● Record set:
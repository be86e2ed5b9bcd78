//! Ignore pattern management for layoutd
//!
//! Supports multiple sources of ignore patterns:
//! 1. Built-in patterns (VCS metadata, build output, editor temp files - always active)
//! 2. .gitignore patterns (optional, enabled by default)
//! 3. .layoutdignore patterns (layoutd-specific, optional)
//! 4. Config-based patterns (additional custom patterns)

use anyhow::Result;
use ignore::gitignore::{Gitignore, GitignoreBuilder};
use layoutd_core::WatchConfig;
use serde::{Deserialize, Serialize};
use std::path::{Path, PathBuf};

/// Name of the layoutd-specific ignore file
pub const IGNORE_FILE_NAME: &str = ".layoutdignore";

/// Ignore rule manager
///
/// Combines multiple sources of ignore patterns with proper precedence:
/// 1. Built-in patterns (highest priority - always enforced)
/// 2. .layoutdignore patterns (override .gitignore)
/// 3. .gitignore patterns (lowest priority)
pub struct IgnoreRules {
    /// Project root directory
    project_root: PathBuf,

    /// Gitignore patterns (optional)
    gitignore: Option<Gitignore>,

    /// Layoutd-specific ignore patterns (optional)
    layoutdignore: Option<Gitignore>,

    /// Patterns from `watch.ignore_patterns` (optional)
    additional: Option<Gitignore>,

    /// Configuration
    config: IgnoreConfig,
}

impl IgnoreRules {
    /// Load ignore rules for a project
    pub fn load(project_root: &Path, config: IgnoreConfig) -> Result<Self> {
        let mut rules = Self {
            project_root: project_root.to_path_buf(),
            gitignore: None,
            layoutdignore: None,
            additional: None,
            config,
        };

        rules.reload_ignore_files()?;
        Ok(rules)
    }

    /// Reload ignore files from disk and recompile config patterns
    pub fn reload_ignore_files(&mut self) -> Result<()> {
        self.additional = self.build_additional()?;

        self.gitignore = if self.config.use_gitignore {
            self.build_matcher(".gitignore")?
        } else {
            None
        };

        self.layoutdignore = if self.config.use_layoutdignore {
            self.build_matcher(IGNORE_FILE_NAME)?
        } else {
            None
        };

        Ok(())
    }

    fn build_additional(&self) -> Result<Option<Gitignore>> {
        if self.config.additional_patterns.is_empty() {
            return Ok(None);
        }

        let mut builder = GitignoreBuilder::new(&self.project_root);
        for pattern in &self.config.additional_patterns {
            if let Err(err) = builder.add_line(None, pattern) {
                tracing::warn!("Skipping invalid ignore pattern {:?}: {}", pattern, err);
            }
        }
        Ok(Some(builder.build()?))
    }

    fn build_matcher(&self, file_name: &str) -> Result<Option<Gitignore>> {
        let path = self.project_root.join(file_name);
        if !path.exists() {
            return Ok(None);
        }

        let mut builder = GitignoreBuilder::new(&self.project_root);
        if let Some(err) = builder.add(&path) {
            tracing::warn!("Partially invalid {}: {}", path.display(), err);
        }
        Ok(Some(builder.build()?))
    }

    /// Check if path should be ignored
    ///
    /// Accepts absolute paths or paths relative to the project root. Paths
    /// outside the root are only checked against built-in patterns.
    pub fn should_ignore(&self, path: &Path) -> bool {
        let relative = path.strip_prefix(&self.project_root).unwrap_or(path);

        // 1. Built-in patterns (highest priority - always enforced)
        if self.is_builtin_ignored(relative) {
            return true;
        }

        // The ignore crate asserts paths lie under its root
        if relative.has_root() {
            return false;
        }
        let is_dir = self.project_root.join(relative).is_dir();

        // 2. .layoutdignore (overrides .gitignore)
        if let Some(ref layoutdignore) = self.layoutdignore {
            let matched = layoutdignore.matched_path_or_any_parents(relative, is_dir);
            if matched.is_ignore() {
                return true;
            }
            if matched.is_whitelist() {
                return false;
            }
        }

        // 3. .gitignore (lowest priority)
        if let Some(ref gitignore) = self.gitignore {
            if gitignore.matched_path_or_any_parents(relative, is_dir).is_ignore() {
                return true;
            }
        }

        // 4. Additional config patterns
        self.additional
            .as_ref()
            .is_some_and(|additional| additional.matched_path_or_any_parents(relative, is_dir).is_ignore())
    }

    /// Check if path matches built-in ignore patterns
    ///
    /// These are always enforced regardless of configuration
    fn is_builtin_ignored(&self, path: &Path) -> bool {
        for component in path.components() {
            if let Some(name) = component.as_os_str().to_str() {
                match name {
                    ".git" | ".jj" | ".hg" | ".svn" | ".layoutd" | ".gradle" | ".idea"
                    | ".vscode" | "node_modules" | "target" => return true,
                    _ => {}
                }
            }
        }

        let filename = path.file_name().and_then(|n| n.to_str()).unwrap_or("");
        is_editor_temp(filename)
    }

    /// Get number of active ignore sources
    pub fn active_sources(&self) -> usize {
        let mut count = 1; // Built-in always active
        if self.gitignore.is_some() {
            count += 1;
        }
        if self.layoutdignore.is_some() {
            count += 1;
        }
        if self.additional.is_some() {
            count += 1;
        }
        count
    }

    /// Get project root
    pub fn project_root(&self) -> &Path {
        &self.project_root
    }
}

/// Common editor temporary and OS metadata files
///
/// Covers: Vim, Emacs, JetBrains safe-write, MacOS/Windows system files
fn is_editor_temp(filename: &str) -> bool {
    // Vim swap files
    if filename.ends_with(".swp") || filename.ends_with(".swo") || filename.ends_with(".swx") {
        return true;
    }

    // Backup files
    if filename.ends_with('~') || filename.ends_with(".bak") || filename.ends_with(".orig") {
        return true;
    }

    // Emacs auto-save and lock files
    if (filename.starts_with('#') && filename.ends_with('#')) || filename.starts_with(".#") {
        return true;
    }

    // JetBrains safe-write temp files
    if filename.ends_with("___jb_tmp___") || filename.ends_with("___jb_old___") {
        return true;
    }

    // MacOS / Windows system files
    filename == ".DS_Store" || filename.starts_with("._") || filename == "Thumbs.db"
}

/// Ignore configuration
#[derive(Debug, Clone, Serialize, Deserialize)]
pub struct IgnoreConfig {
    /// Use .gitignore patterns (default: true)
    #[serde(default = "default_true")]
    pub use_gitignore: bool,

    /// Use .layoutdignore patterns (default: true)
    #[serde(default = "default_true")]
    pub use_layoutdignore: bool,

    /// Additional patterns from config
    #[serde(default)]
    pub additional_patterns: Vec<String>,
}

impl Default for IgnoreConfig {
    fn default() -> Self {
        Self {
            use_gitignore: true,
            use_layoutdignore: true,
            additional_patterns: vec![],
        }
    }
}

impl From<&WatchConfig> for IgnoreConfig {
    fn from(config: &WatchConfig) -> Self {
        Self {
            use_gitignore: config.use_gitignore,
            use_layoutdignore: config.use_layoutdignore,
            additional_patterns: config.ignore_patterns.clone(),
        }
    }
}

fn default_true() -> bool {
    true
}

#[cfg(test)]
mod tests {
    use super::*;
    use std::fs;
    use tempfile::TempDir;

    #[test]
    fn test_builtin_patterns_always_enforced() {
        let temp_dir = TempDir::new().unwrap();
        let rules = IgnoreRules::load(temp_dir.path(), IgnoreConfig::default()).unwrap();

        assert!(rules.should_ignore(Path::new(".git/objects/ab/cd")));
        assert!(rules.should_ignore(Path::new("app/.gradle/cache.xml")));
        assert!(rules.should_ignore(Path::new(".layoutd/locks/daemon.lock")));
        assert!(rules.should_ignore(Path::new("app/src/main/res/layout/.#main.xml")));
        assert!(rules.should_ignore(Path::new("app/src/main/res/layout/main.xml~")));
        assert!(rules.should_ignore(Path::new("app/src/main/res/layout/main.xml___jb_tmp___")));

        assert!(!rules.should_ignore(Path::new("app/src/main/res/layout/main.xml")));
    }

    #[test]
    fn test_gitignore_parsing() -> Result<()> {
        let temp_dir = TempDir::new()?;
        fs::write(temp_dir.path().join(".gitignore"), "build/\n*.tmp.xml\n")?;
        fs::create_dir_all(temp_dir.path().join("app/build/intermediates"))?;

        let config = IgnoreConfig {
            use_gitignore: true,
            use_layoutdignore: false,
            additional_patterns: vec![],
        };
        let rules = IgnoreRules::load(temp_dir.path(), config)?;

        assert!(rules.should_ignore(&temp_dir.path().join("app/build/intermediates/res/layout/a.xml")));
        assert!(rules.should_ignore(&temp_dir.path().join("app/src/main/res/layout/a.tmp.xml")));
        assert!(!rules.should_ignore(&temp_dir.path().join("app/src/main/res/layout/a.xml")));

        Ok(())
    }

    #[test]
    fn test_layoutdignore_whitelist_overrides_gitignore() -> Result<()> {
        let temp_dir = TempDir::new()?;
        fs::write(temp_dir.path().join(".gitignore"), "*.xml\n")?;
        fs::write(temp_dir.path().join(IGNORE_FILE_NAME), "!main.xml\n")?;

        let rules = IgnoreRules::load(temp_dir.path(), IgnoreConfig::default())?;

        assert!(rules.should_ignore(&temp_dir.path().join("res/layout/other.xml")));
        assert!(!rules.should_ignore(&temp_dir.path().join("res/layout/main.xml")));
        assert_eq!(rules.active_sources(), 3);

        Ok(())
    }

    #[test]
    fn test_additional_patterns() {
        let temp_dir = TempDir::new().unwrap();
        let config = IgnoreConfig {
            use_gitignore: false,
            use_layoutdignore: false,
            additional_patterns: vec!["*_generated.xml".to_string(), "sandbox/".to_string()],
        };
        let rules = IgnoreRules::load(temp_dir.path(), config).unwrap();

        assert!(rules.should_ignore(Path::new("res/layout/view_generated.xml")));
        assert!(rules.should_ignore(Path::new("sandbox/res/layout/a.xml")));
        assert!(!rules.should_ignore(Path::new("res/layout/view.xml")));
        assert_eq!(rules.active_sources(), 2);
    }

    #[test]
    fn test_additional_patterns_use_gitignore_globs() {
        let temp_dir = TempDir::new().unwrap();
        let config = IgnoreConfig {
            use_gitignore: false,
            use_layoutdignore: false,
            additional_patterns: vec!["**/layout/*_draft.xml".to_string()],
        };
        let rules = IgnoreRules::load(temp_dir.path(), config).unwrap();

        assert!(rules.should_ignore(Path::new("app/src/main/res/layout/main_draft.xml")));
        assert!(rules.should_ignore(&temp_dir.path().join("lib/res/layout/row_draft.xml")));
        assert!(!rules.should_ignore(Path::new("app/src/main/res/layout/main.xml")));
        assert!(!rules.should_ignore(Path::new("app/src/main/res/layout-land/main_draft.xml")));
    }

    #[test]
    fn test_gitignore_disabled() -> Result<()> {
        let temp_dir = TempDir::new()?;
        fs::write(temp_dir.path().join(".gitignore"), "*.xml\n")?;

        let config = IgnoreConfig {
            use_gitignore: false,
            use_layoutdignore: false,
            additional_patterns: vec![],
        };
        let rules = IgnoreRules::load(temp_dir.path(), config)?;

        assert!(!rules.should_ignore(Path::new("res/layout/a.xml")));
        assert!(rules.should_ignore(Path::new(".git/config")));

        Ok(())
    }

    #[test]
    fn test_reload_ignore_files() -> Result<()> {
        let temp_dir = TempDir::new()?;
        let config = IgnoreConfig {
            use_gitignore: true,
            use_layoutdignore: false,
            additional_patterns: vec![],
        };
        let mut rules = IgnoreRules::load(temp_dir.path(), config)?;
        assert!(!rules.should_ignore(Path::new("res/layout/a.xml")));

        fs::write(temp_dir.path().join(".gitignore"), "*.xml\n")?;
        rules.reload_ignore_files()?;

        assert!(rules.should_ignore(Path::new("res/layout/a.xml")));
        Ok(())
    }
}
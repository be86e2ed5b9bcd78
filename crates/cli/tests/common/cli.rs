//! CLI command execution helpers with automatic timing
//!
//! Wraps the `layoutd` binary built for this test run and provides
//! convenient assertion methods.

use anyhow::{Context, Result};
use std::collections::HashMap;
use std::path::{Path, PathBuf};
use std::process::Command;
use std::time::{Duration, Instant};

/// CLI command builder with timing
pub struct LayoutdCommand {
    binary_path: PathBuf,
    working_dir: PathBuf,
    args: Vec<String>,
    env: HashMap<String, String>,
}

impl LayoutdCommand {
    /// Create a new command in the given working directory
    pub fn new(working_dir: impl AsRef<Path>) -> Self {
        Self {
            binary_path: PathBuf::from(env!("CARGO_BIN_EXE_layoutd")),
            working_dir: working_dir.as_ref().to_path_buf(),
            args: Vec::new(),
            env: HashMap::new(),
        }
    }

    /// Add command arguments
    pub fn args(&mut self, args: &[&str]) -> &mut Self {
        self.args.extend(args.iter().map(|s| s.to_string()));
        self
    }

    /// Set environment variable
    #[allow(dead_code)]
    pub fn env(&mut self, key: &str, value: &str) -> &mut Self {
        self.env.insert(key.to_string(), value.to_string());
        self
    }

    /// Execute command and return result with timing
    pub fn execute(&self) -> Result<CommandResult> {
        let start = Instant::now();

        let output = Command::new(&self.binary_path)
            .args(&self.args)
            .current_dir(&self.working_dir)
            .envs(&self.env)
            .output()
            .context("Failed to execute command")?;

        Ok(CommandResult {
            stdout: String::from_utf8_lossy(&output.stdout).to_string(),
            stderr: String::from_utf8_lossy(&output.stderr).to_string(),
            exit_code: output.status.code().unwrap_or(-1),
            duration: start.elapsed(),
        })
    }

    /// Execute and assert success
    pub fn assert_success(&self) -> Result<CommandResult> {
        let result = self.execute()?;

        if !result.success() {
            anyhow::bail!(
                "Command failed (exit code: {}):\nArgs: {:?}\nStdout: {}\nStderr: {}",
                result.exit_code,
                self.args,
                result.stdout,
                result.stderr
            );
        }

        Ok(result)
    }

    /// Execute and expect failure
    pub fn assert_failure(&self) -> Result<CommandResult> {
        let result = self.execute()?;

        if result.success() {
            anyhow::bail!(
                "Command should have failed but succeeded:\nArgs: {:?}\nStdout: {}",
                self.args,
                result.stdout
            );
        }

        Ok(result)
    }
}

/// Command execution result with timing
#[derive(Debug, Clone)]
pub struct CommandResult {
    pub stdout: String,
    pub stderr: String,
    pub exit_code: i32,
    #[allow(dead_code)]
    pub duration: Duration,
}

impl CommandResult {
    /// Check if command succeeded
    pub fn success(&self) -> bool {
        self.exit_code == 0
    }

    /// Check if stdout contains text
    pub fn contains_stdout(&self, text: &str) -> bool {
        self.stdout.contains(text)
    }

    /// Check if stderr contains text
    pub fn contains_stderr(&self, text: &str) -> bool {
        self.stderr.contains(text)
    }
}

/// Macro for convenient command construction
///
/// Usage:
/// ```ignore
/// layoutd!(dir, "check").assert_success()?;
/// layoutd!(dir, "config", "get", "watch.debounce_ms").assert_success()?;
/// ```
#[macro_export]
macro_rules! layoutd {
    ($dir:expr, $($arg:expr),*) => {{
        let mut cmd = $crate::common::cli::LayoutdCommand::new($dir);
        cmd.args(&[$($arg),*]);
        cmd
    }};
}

● Exercise details: The lines you need are those containing "succeeded"; find them in the records and copy them.

● Result for this task:
                "Command should have failed but succeeded:\nArgs: {:?}\nStdout: {}",
    /// Check if command succeeded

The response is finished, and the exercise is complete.